Social services trends
Elliott Smart, director of social services, reported that the number of applicants for the department’s services has continued to decline since the economic collapse of 2008.
However, he reported that MediCal numbers have continued to climb, perhaps in response to the ongoing debate over health care at the federal level.
Smart also said that the department normally gets about four cases of suspected elder or disabled people being abused or neglected every month. However, he advised, twice that number of cases were reported over the last three months and the numbers may be rising.
Smart believes that child abuse numbers are still too high. He said that child protective services in Plumas County averages 14 investigations each month.
FRC bachelors program
Kevin Trutna, superintendent-president of FRC, informed the board that the college’s baccalaureate program is in jeopardy.
This is because the state’s pilot program giving community colleges the ability to offer baccalaureate degrees in areas not offered by state universities, is scheduled to sunset in 2015.
Trutna asked the board to support SB 769, which would continue to allow community colleges to offer baccalaureate in areas not offered at UC or CSU campuses.
Trutna noted that there was opposition to the bill by the California Teacher’s Association and the state’s public universities.

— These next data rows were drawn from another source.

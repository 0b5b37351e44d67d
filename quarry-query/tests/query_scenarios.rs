//! End-to-end query scenarios against the seeded in-memory store

use quarry_core::{
    DocumentId, Expr, FieldValue, FilterExpr, JoinSpec, PaginationResult, Projection,
    QuarryError, QuarryResult, SortSpec, StorageError,
};
use quarry_query::{FilterTranslator, PipelineBuilder, QueryBuilder, QuerySpec};
use quarry_test_utils::assertions::{assert_collection_not_found, assert_storage_error};
use quarry_test_utils::fixtures::{self, MISSING_USER_ID, ORDER_COUNT, USER_IDS};
use quarry_test_utils::{MemoryStore, Operation, RecordingStore};
use serde_json::json;

fn init_tracing() {
    let _ = tracing_subscriber::fmt()
        .with_env_filter(tracing_subscriber::EnvFilter::from_default_env())
        .with_test_writer()
        .try_init();
}

fn store() -> QuarryResult<MemoryStore> {
    init_tracing();
    fixtures::seeded_store()
}

fn open_orders_page_two() -> QuerySpec {
    QuerySpec::from_pairs([("page", "2"), ("limit", "5"), ("status", "active,pending")])
}

// ============================================================================
// SIMPLE MODE
// ============================================================================

#[tokio::test]
async fn test_second_page_of_open_orders() -> QuarryResult<()> {
    let store = store()?;
    let result = QueryBuilder::new(&store, "orders")
        .from_query(&open_orders_page_two())
        .execute()
        .await?;

    assert_eq!(result.len(), 5);
    assert_eq!(result.pagination, PaginationResult::new(2, 5, 12));
    assert_eq!(result.pagination.pages(), 3);
    assert!(result.pagination.has_next());
    assert!(result.pagination.has_prev());
    assert!(result.data.iter().all(|d| {
        matches!(d.get("status"), Some(FieldValue::String(s)) if s != "closed")
    }));
    Ok(())
}

#[tokio::test]
async fn test_empty_query_uses_defaults() -> QuarryResult<()> {
    let store = RecordingStore::new(store()?);
    let spec = QuerySpec::from_json(json!({}))?;
    let result = QueryBuilder::new(&store, "orders")
        .from_query(&spec)
        .execute()
        .await?;

    assert_eq!(result.len(), 10);
    assert_eq!(result.pagination, PaginationResult::new(1, 10, ORDER_COUNT as u64));
    // Newest order first
    assert_eq!(result.data[0]["number"], FieldValue::Int(ORDER_COUNT as i64));

    let finds = store.calls_of(Operation::Find);
    assert_eq!(finds.len(), 1);
    assert!(finds[0].filter.as_ref().is_some_and(FilterExpr::is_always));
    Ok(())
}

#[tokio::test]
async fn test_user_id_coercion_matches_native_ids() -> QuarryResult<()> {
    let store = store()?;
    let spec = QuerySpec::new().with("userId", USER_IDS[0]);
    let result = QueryBuilder::new(&store, "orders")
        .from_query(&spec)
        .execute()
        .await?;
    assert_eq!(result.pagination.total(), 4);

    let spec = QuerySpec::new().with("userId", "not-an-id");
    let result = QueryBuilder::new(&store, "orders")
        .from_query(&spec)
        .execute()
        .await?;
    assert_eq!(result.pagination.total(), 0);
    Ok(())
}

#[tokio::test]
async fn test_price_range_and_sort() -> QuarryResult<()> {
    let store = store()?;
    let spec = QuerySpec::from_pairs([
        ("price[gte]", "20"),
        ("price[lte]", "100"),
        ("sort", "-price"),
    ]);
    let result = QueryBuilder::new(&store, "products")
        .from_query(&spec)
        .execute()
        .await?;
    let names: Vec<_> = result
        .data
        .iter()
        .filter_map(|d| d.get("name").and_then(FieldValue::as_str))
        .collect();
    assert_eq!(names, vec!["Floor Lamp", "Oak Chair", "Desk Lamp"]);
    Ok(())
}

#[tokio::test]
async fn test_search_and_regex() -> QuarryResult<()> {
    let store = store()?;
    let spec = QuerySpec::new().with("search", "lamp");
    let result = QueryBuilder::new(&store, "products")
        .from_query(&spec)
        .execute()
        .await?;
    assert_eq!(result.pagination.total(), 2);

    let spec = QuerySpec::from_json(json!({"name": {"regex": "^DESK"}}))?;
    let result = QueryBuilder::new(&store, "products")
        .from_query(&spec)
        .execute()
        .await?;
    assert_eq!(result.pagination.total(), 1);

    let spec = QuerySpec::from_json(json!({"name": {"regex": "^DESK", "options": ""}}))?;
    let result = QueryBuilder::new(&store, "products")
        .from_query(&spec)
        .execute()
        .await?;
    assert_eq!(result.pagination.total(), 0);
    Ok(())
}

#[tokio::test]
async fn test_field_exclusion() -> QuarryResult<()> {
    let store = store()?;
    let spec = QuerySpec::new().with("fields", "-password");
    let result = QueryBuilder::new(&store, "users")
        .from_query(&spec)
        .execute()
        .await?;
    assert_eq!(result.len(), 3);
    assert!(result.data.iter().all(|u| !u.contains_key("password")));
    assert!(result.data.iter().all(|u| u.contains_key("email")));
    Ok(())
}

#[tokio::test]
async fn test_whitelisted_fields_only() -> QuarryResult<()> {
    let store = store()?;
    let spec = QuerySpec::new()
        .with("status", "closed")
        .with("total", "999");
    let translator = FilterTranslator::new(&store).with_allowed_fields(["status"]);
    let result = QueryBuilder::new(&store, "orders")
        .from_query_with(&translator, &spec)
        .execute()
        .await?;
    assert_eq!(result.pagination.total(), 3);
    Ok(())
}

#[tokio::test]
async fn test_boolean_coercion_against_store() -> QuarryResult<()> {
    let store = store()?;
    let spec = QuerySpec::new().with("isActive", "False");
    let result = QueryBuilder::new(&store, "users")
        .from_query(&spec)
        .execute()
        .await?;
    assert_eq!(result.len(), 1);
    assert_eq!(
        result.data[0].get("name").and_then(FieldValue::as_str),
        Some("Linus Torvalds")
    );
    Ok(())
}

#[tokio::test]
async fn test_created_at_date_range() -> QuarryResult<()> {
    let store = store()?;
    let spec = QuerySpec::from_json(json!({
        "createdAt": {"gte": "2024-01-05", "lt": "2024-01-08"}
    }))?;
    let result = QueryBuilder::new(&store, "orders")
        .from_query(&spec)
        .execute()
        .await?;
    // Orders are created daily at 09:00 from 2024-01-01
    assert_eq!(result.pagination.total(), 3);
    Ok(())
}

// ============================================================================
// AGGREGATION MODE
// ============================================================================

fn orders_with_user(store: &MemoryStore) -> PipelineBuilder<'_, MemoryStore> {
    PipelineBuilder::new(store, "orders")
        .add_join(JoinSpec::new("users", "userId", "_id", "user").single())
}

#[tokio::test]
async fn test_flatten_single_keeps_orders_without_user() -> QuarryResult<()> {
    let store = store()?;
    let missing = DocumentId::parse_str(MISSING_USER_ID).map(FieldValue::Id);
    let result = orders_with_user(&store)
        .sort_by(SortSpec::new().ascending("number"))
        .execute()
        .await?;

    assert_eq!(result.len(), ORDER_COUNT);
    for order in &result.data {
        if order.get("userId") == missing.as_ref() {
            assert!(order.get("user").is_none());
        } else {
            assert!(matches!(order.get("user"), Some(FieldValue::Document(_))));
        }
    }
    Ok(())
}

#[tokio::test]
async fn test_projection_never_changes_total() -> QuarryResult<()> {
    let store = store()?;
    let spec = open_orders_page_two();

    let plain = PipelineBuilder::new(&store, "orders")
        .from_query(&spec)
        .execute()
        .await?;
    let projected = PipelineBuilder::new(&store, "orders")
        .from_query(&spec)
        .add_join(JoinSpec::new("users", "userId", "_id", "user").single())
        .add_computed_fields([("customer", Expr::field("user.name"))])
        .project([("customer", Projection::Include), ("total", Projection::Include)])
        .execute()
        .await?;

    assert_eq!(plain.pagination, PaginationResult::new(2, 5, 12));
    assert_eq!(projected.pagination, plain.pagination);
    assert_eq!(projected.len(), 5);
    assert!(projected.data.iter().all(|d| !d.contains_key("status")));
    Ok(())
}

#[tokio::test]
async fn test_default_sort_survives_projection_followed_by_computed_fields() -> QuarryResult<()> {
    let store = store()?;
    let spec = QuerySpec::new().with("limit", "2");
    let result = PipelineBuilder::new(&store, "orders")
        .from_query(&spec)
        .project([("number", Projection::Include)])
        .add_computed_fields([("n2", Expr::field("number"))])
        .execute()
        .await?;

    let numbers: Vec<_> = result.data.iter().map(|d| d["number"].clone()).collect();
    assert_eq!(numbers, vec![FieldValue::Int(15), FieldValue::Int(14)]);
    assert_eq!(result.data[0]["n2"], FieldValue::Int(15));
    assert_eq!(result.pagination, PaginationResult::new(1, 2, ORDER_COUNT as u64));
    Ok(())
}

#[tokio::test]
async fn test_count_reflects_pre_join_cardinality() -> QuarryResult<()> {
    let store = store()?;
    let result = orders_with_user(&store)
        .add_match(FilterExpr::eq("user.isActive", true))
        .execute()
        .await?;

    // Orders of Ada and Grace only; the total still counts every order
    assert_eq!(result.len(), 8);
    assert_eq!(result.pagination.total(), ORDER_COUNT as u64);
    Ok(())
}

#[tokio::test]
async fn test_computed_fields_see_joined_data() -> QuarryResult<()> {
    let store = store()?;
    let result = orders_with_user(&store)
        .add_computed_fields([
            ("customer", Expr::if_null(Expr::field("user.name"), Expr::literal("unknown"))),
            ("itemCount", Expr::size(Expr::field("items"))),
        ])
        .sort_by(SortSpec::new().ascending("number"))
        .paginate(1, 4)
        .execute()
        .await?;

    let customers: Vec<_> = result
        .data
        .iter()
        .filter_map(|d| d.get("customer").and_then(FieldValue::as_str))
        .collect();
    assert_eq!(
        customers,
        vec!["Ada Lovelace", "Grace Hopper", "Linus Torvalds", "unknown"]
    );
    assert_eq!(result.data[2]["itemCount"], FieldValue::Int(3));
    assert_eq!(result.pagination, PaginationResult::new(1, 4, ORDER_COUNT as u64));
    Ok(())
}

#[tokio::test]
async fn test_session_reaches_both_calls() -> QuarryResult<()> {
    let store = RecordingStore::new(store()?);
    let session = store.inner().start_session()?;
    PipelineBuilder::new(&store, "orders")
        .add_match(FilterExpr::eq("status", "active"))
        .with_session(session)
        .execute()
        .await?;

    let calls = store.calls();
    assert_eq!(calls.len(), 2);
    assert!(calls.iter().all(|c| c.session == Some(session.id())));
    assert_eq!(store.calls_of(Operation::RunPipeline).len(), 1);
    assert_eq!(
        store.calls_of(Operation::Count)[0].filter,
        Some(FilterExpr::eq("status", "active"))
    );

    store.inner().end_session(&session)?;
    let ended = QueryBuilder::new(&store, "orders")
        .with_session(session)
        .execute()
        .await;
    assert!(matches!(
        ended,
        Err(QuarryError::Storage(StorageError::SessionEnded { .. }))
    ));
    Ok(())
}

// ============================================================================
// FAILURES
// ============================================================================

#[tokio::test]
async fn test_missing_collection_is_surfaced_unchanged() -> QuarryResult<()> {
    let store = store()?;
    let result = QueryBuilder::new(&store, "invoices").execute().await;
    assert_collection_not_found(&result, "invoices");

    let result = PipelineBuilder::new(&store, "orders")
        .add_join(JoinSpec::new("customers", "userId", "_id", "customer"))
        .execute()
        .await;
    assert_collection_not_found(&result, "customers");
    Ok(())
}

#[tokio::test]
async fn test_collaborator_failure_is_not_wrapped() -> QuarryResult<()> {
    let failure = StorageError::Backend {
        reason: "connection reset".to_string(),
    };
    let store = RecordingStore::new(store()?).failing_with(failure.clone());
    let result = QueryBuilder::new(&store, "orders").execute().await;
    assert_storage_error(&result);
    assert_eq!(result.unwrap_err(), QuarryError::Storage(failure));
    Ok(())
}

#[tokio::test]
async fn test_zero_stage_pipeline_is_full_scan() -> QuarryResult<()> {
    let store = store()?;
    let result = PipelineBuilder::new(&store, "products").execute().await?;
    assert_eq!(result.len(), 6);
    assert_eq!(result.pagination, PaginationResult::new(1, 6, 6));
    Ok(())
}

FRC currently offers a baccalaureate degree in equine studies. Other departments at FRC are hoping to offer baccalaureate degrees in the future.
Come and celebrate clinics
Aimee Heaney, mental health services coordinator, invited everyone to the grand openings of the county’s new mental health wellness centers in Chester, Greenville and Portola.
Heaney said she is glad that the clinics will make it possible for people to get the care they need without having to travel to Quincy.
Information concerning the timing of the grand openings and upcoming mental health community meetings can be found on Heaney’s Facebook page, which can be reached by going on Facebook and searching for “Plumas mental wellness.”
Information can also be found in advertisements by Behavioral Health published in local newspapers this month.